# Work order
The answer should consist of every line in the material below that has the word "Forbidden".

# Source records
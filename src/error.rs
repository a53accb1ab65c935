use axum::{
    http::StatusCode,
    response::{IntoResponse, Redirect, Response},
    Json,
};
use serde_json::json;
use std::borrow::Cow;
use thiserror::Error;
use validator::{ValidationError, ValidationErrors};

use crate::constants::LOGIN_PATH;

// dost thou know of the pepeloni
const INTERNAL_SERVER_ERROR_MESSAGE: &str = "aah the pepeloni";

/// Any possible server errors
#[derive(Debug, Error)]
pub(crate) enum ReviewlyError {
    #[error(transparent)]
    Validation(#[from] ValidationErrors),

    #[error("Sorry, that username is already taken")]
    DuplicateUsername,

    #[error("Sorry, that email is already taken")]
    DuplicateEmail,

    #[error("Login unsuccessful. Please check email and password")]
    InvalidCredentials,

    #[error("Not found")]
    NotFound,

    #[error("Login required")]
    Unauthenticated,

    #[error("Forbidden")]
    Forbidden,

    #[error("Password hasher error: {0}")]
    PasswordHash(String),

    #[error(transparent)]
    AxumFormRejection(#[from] axum::extract::rejection::FormRejection),

    #[error("Application state missing from request")]
    MissingState,

    #[error(transparent)]
    InvalidHeader(#[from] axum::http::header::InvalidHeaderValue),

    #[error(transparent)]
    DbError(#[from] sea_orm::DbErr),

    #[error(transparent)]
    RedisError(#[from] redis::RedisError),

    #[error(transparent)]
    OsoError(#[from] oso::OsoError),
}

impl ReviewlyError {
    /// Splits off the errors that belong in a rendered form, returning the status to render it
    /// with and the per-field messages. Anything else is handed back untouched.
    pub(crate) fn into_form_errors(self) -> Result<(StatusCode, ValidationErrors), Self> {
        match self {
            ReviewlyError::Validation(errors) => Ok((StatusCode::BAD_REQUEST, errors)),
            ReviewlyError::DuplicateUsername => Ok((
                StatusCode::CONFLICT,
                field_error("username", "duplicate", self.to_string()),
            )),
            ReviewlyError::DuplicateEmail => Ok((
                StatusCode::CONFLICT,
                field_error("email", "duplicate", self.to_string()),
            )),
            ReviewlyError::InvalidCredentials => Ok((
                StatusCode::UNAUTHORIZED,
                field_error("email", "credentials", self.to_string()),
            )),
            other => Err(other),
        }
    }
}

/// Builds a single-field error set.
pub(crate) fn field_error(
    field: &'static str,
    code: &'static str,
    message: impl Into<Cow<'static, str>>,
) -> ValidationErrors {
    let mut errors = ValidationErrors::new();
    errors.add(field, validation_error(code, message));
    errors
}

pub(crate) fn validation_error(
    code: &'static str,
    message: impl Into<Cow<'static, str>>,
) -> ValidationError {
    let mut error = ValidationError::new(code);
    error.message = Some(message.into());
    error
}

impl IntoResponse for ReviewlyError {
    fn into_response(self) -> Response {
        match self {
            ReviewlyError::Validation(errors) => {
                (StatusCode::BAD_REQUEST, Json(json!({ "errors": errors }))).into_response()
            }
            ReviewlyError::DuplicateUsername | ReviewlyError::DuplicateEmail => {
                (StatusCode::CONFLICT, self.to_string()).into_response()
            }
            ReviewlyError::InvalidCredentials => {
                (StatusCode::UNAUTHORIZED, self.to_string()).into_response()
            }
            ReviewlyError::NotFound => (StatusCode::NOT_FOUND, self.to_string()).into_response(),
            ReviewlyError::Unauthenticated => Redirect::to(LOGIN_PATH).into_response(),
            ReviewlyError::Forbidden => (StatusCode::FORBIDDEN, self.to_string()).into_response(),
            ReviewlyError::AxumFormRejection(_) => {
                (StatusCode::BAD_REQUEST, self.to_string()).into_response()
            }
            e => {
                tracing::error!("Internal error occurred: {:?}", e);
                (
                    StatusCode::INTERNAL_SERVER_ERROR,
                    INTERNAL_SERVER_ERROR_MESSAGE,
                )
                    .into_response()
            }
        }
    }
}

#[cfg(test)]
mod tests {
    use super::*;

    #[test]
    fn duplicate_username_lands_on_the_username_field() {
        let (status, errors) = ReviewlyError::DuplicateUsername
            .into_form_errors()
            .unwrap();
        assert_eq!(status, StatusCode::CONFLICT);
        let field = errors.field_errors();
        assert_eq!(field["username"][0].code, "duplicate");
    }

    #[test]
    fn infrastructure_errors_are_not_form_errors() {
        assert!(matches!(
            ReviewlyError::NotFound.into_form_errors(),
            Err(ReviewlyError::NotFound)
        ));
    }

    #[test]
    fn unauthenticated_redirects_to_login() {
        let res = ReviewlyError::Unauthenticated.into_response();
        assert_eq!(res.status(), StatusCode::SEE_OTHER);
        assert_eq!(res.headers()["location"], LOGIN_PATH);
    }
}
//! CRUD action-like resources and the policy that governs them
use entity::review;
use oso::{Oso, PolarClass, ToPolar};
use serde::{Deserialize, Serialize};
use validator::Validate;

use crate::{
    auth::Auth, config::ReviewAccess, error::ReviewlyError, forms::not_blank, server::State,
};

const REVIEWS_POLICY: &str = include_str!("../polar/reviews.polar");

/// The "DELETE" action. Because there is no data pertinent to this action it is a unit struct.
#[derive(Debug, Clone, Copy, PolarClass)]
pub(crate) struct Delete;

/// The action by which a review is edited. Can be understood as a sort of changeset.
///
/// This struct in particular doubles up for multiple use cases. It's used for `POST /user_posts/edit/:id`
/// form input, in authorization rules, and also for the update itself.
#[derive(Debug, Clone, Default, Validate, Deserialize, Serialize, PolarClass)]
#[serde(default)]
pub(crate) struct UpdateReview {
    #[validate(length(
        min = 3,
        max = 200,
        message = "Must be between 3 and 200 characters long."
    ), custom = "not_blank")]
    #[polar(attribute)]
    pub(crate) title: String,
    #[validate(length(
        min = 3,
        max = 200,
        message = "Must be between 3 and 200 characters long."
    ), custom = "not_blank")]
    #[polar(attribute)]
    pub(crate) product_name: String,
    #[validate(
        length(min = 3, message = "Must be at least 3 characters long."),
        custom = "not_blank"
    )]
    #[polar(attribute)]
    pub(crate) content: String,
}

impl From<&review::Model> for UpdateReview {
    fn from(review: &review::Model) -> Self {
        UpdateReview {
            title: review.title.clone(),
            product_name: review.product_name.clone(),
            content: review.content.clone(),
        }
    }
}

/// Attempt to create a new oso instance for managing authorization schemes.
pub(crate) fn try_register_oso() -> Result<Oso, oso::OsoError> {
    let mut oso = Oso::new();

    // NOTE: load classes here
    oso.register_class(entity::user::Model::get_polar_class())?;
    oso.register_class(review::Model::get_polar_class())?;

    // action classes in this module should be loaded here too
    oso.register_class(Delete::get_polar_class())?;
    oso.register_class(UpdateReview::get_polar_class())?;

    oso.load_str(REVIEWS_POLICY)?;

    Ok(oso)
}

/// Decide whether the requester may perform `action` on `review`.
///
/// With open access everyone may. Under owner-only access anonymous requesters are sent to log in
/// and everybody else is judged by the policy.
pub(crate) async fn authorize<A>(
    state: &State,
    auth: &Auth,
    action: A,
    review: &review::Model,
) -> Result<(), ReviewlyError>
where
    A: ToPolar + Send,
{
    if state.config.review_access == ReviewAccess::Open {
        return Ok(());
    }

    let user = auth.user().ok_or(ReviewlyError::Unauthenticated)?;
    let allowed = state
        .oso
        .lock()
        .await
        .is_allowed(user.clone(), action, review.clone())?;

    if allowed {
        Ok(())
    } else {
        tracing::debug!(user = user.id, review = review.id, "Review access denied");
        Err(ReviewlyError::Forbidden)
    }
}
//! Miscellaneous utils
use rand::distributions::Alphanumeric;
use rand::{thread_rng, Rng};

pub(crate) mod pass;

const KEY_LENGTH: usize = 32;

/// Pair of keys intended for use in the session store and cookies
#[derive(Debug)]
pub(crate) struct RKeys {
    /// Key without prefix
    pub(crate) base_key: String,
    /// Key with prefix
    pub(crate) prefixed_key: String,
}

impl RKeys {
    /// Generate a random alphanumeric key `KEY_LENGTH` long and return its' `(raw, prefixed)` variations.
    pub(crate) fn generate(prefix: &'static str) -> Self {
        let base_key = thread_rng()
            .sample_iter(&Alphanumeric)
            .take(KEY_LENGTH)
            .map(char::from)
            .collect();
        Self::from_base(prefix, base_key)
    }

    /// Rebuild the pair from a key that came back in a cookie.
    pub(crate) fn from_base(prefix: &'static str, base_key: String) -> Self {
        let prefixed_key = format!("{}{}", prefix, base_key);
        Self {
            base_key,
            prefixed_key,
        }
    }
}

# Solved exercise
    #[error("Forbidden")]
    Forbidden,
            ReviewlyError::Forbidden => (StatusCode::FORBIDDEN, self.to_string()).into_response(),
        Err(ReviewlyError::Forbidden)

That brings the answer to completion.